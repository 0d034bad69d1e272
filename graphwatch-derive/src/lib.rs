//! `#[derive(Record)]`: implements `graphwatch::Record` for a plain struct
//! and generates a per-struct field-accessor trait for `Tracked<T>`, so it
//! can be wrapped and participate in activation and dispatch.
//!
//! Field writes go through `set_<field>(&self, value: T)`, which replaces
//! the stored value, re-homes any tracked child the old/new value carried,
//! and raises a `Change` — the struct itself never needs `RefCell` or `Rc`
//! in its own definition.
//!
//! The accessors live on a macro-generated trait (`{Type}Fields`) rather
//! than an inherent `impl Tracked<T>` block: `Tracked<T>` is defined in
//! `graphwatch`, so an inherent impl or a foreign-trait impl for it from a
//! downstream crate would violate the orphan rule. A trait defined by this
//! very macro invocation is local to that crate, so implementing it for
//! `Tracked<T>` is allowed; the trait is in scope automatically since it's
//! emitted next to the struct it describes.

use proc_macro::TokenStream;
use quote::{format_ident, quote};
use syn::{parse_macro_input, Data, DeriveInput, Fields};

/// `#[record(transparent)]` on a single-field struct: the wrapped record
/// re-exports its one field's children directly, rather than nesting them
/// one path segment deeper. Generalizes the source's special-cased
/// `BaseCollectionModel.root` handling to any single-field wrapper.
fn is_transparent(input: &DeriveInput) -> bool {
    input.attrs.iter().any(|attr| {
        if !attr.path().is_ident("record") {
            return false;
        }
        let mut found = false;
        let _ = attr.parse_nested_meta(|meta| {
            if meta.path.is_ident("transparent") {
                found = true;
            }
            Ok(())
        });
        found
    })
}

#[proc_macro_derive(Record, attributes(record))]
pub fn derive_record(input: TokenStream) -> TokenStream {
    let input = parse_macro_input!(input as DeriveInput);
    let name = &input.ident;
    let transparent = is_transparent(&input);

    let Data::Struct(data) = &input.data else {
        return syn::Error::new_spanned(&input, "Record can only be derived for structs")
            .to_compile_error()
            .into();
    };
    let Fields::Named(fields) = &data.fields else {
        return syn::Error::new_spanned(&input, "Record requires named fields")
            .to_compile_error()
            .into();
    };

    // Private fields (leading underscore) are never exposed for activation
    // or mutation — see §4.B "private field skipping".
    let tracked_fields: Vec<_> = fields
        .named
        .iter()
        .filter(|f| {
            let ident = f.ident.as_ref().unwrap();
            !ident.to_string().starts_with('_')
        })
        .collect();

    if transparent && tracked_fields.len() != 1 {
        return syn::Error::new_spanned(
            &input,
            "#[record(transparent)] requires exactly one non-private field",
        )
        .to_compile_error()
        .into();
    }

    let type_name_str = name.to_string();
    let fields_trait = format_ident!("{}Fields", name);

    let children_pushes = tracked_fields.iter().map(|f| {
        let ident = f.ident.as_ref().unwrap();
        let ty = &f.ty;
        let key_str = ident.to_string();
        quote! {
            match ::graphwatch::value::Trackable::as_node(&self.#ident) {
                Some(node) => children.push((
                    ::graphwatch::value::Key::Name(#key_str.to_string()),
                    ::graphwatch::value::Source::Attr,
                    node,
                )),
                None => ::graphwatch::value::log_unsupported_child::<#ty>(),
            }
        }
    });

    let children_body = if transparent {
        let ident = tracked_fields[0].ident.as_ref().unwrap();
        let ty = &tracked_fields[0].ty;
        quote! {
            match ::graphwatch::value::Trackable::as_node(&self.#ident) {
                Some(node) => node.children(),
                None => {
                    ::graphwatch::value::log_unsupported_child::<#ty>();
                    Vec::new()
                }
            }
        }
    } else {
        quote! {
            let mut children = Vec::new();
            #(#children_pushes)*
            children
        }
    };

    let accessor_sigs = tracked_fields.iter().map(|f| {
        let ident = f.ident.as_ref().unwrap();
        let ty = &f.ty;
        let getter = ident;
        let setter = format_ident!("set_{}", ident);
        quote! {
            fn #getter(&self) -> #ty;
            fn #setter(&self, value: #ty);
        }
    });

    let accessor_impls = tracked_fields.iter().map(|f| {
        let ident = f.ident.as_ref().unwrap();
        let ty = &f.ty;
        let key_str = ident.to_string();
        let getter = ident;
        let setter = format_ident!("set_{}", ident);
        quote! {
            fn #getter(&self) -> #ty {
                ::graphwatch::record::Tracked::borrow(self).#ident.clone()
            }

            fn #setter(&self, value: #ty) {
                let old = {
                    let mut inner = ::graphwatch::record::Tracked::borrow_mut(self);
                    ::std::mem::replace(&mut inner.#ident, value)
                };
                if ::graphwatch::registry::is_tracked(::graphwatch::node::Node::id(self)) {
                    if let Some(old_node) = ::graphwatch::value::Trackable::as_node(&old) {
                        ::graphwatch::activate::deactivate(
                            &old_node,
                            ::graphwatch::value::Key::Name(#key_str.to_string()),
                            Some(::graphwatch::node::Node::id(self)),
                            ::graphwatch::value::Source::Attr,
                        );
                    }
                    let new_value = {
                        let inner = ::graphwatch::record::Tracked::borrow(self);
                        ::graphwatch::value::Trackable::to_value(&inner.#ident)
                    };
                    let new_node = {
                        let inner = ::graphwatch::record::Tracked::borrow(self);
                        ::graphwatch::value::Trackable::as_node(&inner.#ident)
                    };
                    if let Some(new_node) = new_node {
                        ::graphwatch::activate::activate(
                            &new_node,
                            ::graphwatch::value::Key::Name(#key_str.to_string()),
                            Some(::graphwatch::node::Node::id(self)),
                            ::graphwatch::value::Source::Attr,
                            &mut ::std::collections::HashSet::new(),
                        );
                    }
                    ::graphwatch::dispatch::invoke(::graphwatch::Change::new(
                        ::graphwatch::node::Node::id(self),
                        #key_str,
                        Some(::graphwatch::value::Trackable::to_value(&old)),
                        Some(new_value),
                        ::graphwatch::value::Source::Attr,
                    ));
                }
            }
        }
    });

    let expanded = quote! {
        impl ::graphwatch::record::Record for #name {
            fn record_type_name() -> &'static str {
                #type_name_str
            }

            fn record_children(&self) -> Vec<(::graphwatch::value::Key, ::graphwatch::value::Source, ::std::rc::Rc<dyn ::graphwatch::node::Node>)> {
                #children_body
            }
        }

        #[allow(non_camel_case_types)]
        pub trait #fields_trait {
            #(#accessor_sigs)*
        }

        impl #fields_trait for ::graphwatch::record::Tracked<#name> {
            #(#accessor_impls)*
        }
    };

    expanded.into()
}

◆ Work to complete
Among the lines above, return those that contain the string "else".

◆ Written solution
    let Data::Struct(data) = &input.data else {
    let Fields::Named(fields) = &data.fields else {
    } else {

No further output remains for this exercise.